ICOS promotes the function of CD4+ effector T cells during anti-OX40 mediated tumor rejection

ICOS is a T cell co-regulatory receptor that provides a costimulatory signal to T cells during antigen-mediated activation. Antitumor immunity can be improved by ICOS-targeting therapies, but their mechanism-of-action remains unclear. Here we define the role of ICOS signaling in antitumor immunity using a blocking, non-depleting antibody against ICOS ligand (ICOS-L). ICOS signaling provided critical support for the effector function of CD4+ Foxp3- T cells during anti-OX40-driven tumor immune responses.

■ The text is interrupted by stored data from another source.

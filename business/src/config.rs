use std::any::Any;
use std::env::vars;

use anyhow::bail;
use roster_states::{SnapshotClone, State, state_assign_impl};
use serde::Deserialize;
use ustr::Ustr;

use crate::pagination::ITEMS_PER_PAGE;

const DEFAULT_API_BASE_URL: &str = "http://localhost:8080";

#[derive(Debug, Clone, PartialEq, Eq)]
pub struct BusinessConfig {
    pub api_base_url: String,
    /// Page size used for every users query.
    pub items_per_page: usize,
    /// Sent as `Authorization: Bearer <token>` when present.
    pub auth_token: Option<String>,
}

#[derive(Debug, Deserialize)]
struct RawConfig {
    api_base_url: Option<String>,
    items_per_page: Option<usize>,
    auth_token: Option<String>,
}

impl BusinessConfig {
    pub fn new(base_url: String) -> Self {
        Self {
            api_base_url: base_url,
            ..Self::default()
        }
    }

    /// Reads `API_BASE_URL`, `ITEMS_PER_PAGE` and `AUTH_TOKEN`, loading a
    /// `.env` file first when one exists.
    pub fn init() -> anyhow::Result<Self> {
        if let Ok(path) = dotenvy::dotenv() {
            log::info!("Loaded environment from {}", path.display());
        }
        let raw: RawConfig = serde_env::from_iter(vars())?;
        Self::from_raw(raw)
    }

    fn from_raw(raw: RawConfig) -> anyhow::Result<Self> {
        let RawConfig {
            api_base_url,
            items_per_page,
            auth_token,
        } = raw;

        let items_per_page = items_per_page.unwrap_or(ITEMS_PER_PAGE);
        if items_per_page == 0 {
            bail!("ITEMS_PER_PAGE must be at least 1");
        }

        let api_base_url = match api_base_url {
            Some(url) => {
                log::info!("Using provided API_BASE_URL: {url}");
                url.trim_end_matches('/').to_owned()
            }
            None => DEFAULT_API_BASE_URL.to_owned(),
        };

        Ok(Self {
            api_base_url,
            items_per_page,
            auth_token: auth_token.filter(|token| !token.is_empty()),
        })
    }

    pub fn api_url(&self) -> Ustr {
        if self.api_base_url.is_empty() {
            Ustr::from("/api")
        } else {
            Ustr::from(&format!("{}/api", self.api_base_url))
        }
    }

    pub fn auth_token(&self) -> Option<&str> {
        self.auth_token.as_deref()
    }
}

impl Default for BusinessConfig {
    fn default() -> Self {
        Self {
            api_base_url: DEFAULT_API_BASE_URL.to_owned(),
            items_per_page: ITEMS_PER_PAGE,
            auth_token: None,
        }
    }
}

impl SnapshotClone for BusinessConfig {
    fn clone_boxed(&self) -> Option<Box<dyn Any + Send>> {
        Some(Box::new(self.clone()))
    }
}

impl State for BusinessConfig {
    fn as_any(&self) -> &dyn Any {
        self
    }

    fn as_any_mut(&mut self) -> &mut dyn Any {
        self
    }

    fn assign_box(&mut self, new_self: Box<dyn Any + Send>) {
        state_assign_impl(self, new_self);
    }
}

#[cfg(test)]
mod tests {
    use super::*;
    use serde_env::from_iter;

    #[test]
    fn defaults_apply_when_unset() {
        let raw: RawConfig = from_iter(Vec::<(&str, &str)>::new()).expect("empty env");
        let config = BusinessConfig::from_raw(raw).expect("defaults are valid");

        assert_eq!(config, BusinessConfig::default());
        assert_eq!(config.api_url(), Ustr::from("http://localhost:8080/api"));
    }

    #[test]
    fn env_values_override_defaults() {
        let raw: RawConfig = from_iter(vec![
            ("API_BASE_URL", "https://admin.example.com/"),
            ("ITEMS_PER_PAGE", "50"),
            ("AUTH_TOKEN", "secret"),
        ])
        .expect("RawConfig should deserialize");
        let config = BusinessConfig::from_raw(raw).expect("config should build");

        assert_eq!(config.api_base_url, "https://admin.example.com");
        assert_eq!(config.items_per_page, 50);
        assert_eq!(config.auth_token(), Some("secret"));
    }

    #[test]
    fn zero_page_size_is_rejected() {
        let raw: RawConfig =
            from_iter(vec![("ITEMS_PER_PAGE", "0")]).expect("RawConfig should deserialize");
        let err = BusinessConfig::from_raw(raw).expect_err("zero page size");

        assert!(err.to_string().contains("ITEMS_PER_PAGE"));
    }

    #[test]
    fn empty_base_url_uses_relative_api() {
        let config = BusinessConfig::new(String::new());
        assert_eq!(config.api_url(), Ustr::from("/api"));
    }
}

By itself, ICOS-L blockade reduced accumulation of intratumoral T regulatory cells (Treg), but it was insufficient to substantially inhibit tumor growth. Further, it did not impede antitumor responses mediated by anti-4-1BB-driven CD8+ T cells. We found that anti-OX40 efficacy, which is based in Treg depltion and to a large degree on CD4+ effector T cells (Teff) responses, was impaired with ICOS-L blockade. In contrast, the provision of additional ICOS signaling through direct ICOS-L expression by tumor cells enhanced tumor rejection and survival when administered along with anti-OX40 therapy. Taken together, our results showed that ICOS signaling during antitumor responses acts on both Teff and Treg cells which have opposing roles in promoting immune activation. Thus, effective therapies targeting the ICOS pathway should seek to promote ICOS signaling specifically in effector CD4+ T cells by combining ICOS agonism and Treg depletion.